**TASK DATA:**
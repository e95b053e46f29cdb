//! IMAP over implicit TLS, using the `imap` crate with `native-tls`.

use std::net::TcpStream;

use native_tls::{TlsConnector, TlsStream};
use tracing::{debug, info};

use crate::config::ImapConfig;
use crate::error::{MailcloudError, Result};

use super::MailSource;

/// An authenticated session on one server.
pub struct ImapSource {
    session: imap::Session<TlsStream<TcpStream>>,
}

impl ImapSource {
    /// Open a TLS connection and log in with an account / app-password pair.
    pub fn connect(config: &ImapConfig, password: &str) -> Result<Self> {
        let host = config.host.as_str();
        let connect_err = |reason: String| MailcloudError::Connect {
            host: host.to_string(),
            port: config.port,
            reason,
        };

        info!(host, port = config.port, "Connecting");
        let tls = TlsConnector::builder()
            .build()
            .map_err(|e| connect_err(e.to_string()))?;
        let client =
            imap::connect((host, config.port), host, &tls).map_err(|e| connect_err(e.to_string()))?;

        let session = client
            .login(&config.username, password)
            .map_err(|(e, _client)| MailcloudError::Auth {
                user: config.username.clone(),
                reason: e.to_string(),
            })?;

        info!(user = %config.username, "Authenticated");
        Ok(Self { session })
    }
}

impl MailSource for ImapSource {
    fn message_ids(&mut self, folder: &str) -> Result<Vec<u32>> {
        let mailbox = self.session.select(folder).map_err(|e| match e {
            imap::error::Error::No(_) | imap::error::Error::Bad(_) => {
                MailcloudError::FolderNotFound(folder.to_string())
            }
            other => other.into(),
        })?;
        debug!(folder, exists = mailbox.exists, "Selected folder");

        let ids: Vec<u32> = self.session.search("ALL")?.into_iter().collect();
        info!(folder, count = ids.len(), "Listed messages");
        Ok(ids)
    }

    fn fetch_header(&mut self, id: u32) -> Result<Option<Vec<u8>>> {
        // RFC822.HEADER does not set \Seen
        let fetches = self.session.fetch(id.to_string(), "RFC822.HEADER")?;
        Ok(fetches
            .iter()
            .next()
            .and_then(|f| f.header())
            .map(|h| h.to_vec()))
    }

    fn logout(mut self) -> Result<()> {
        self.session.logout()?;
        info!("Logged out");
        Ok(())
    }
}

**WORK TO COMPLETE:**
Pick out each line in the material containing "TlsStream".

**SOLUTION FOR THIS TASK:**
use native_tls::{TlsConnector, TlsStream};
    session: imap::Session<TlsStream<TcpStream>>,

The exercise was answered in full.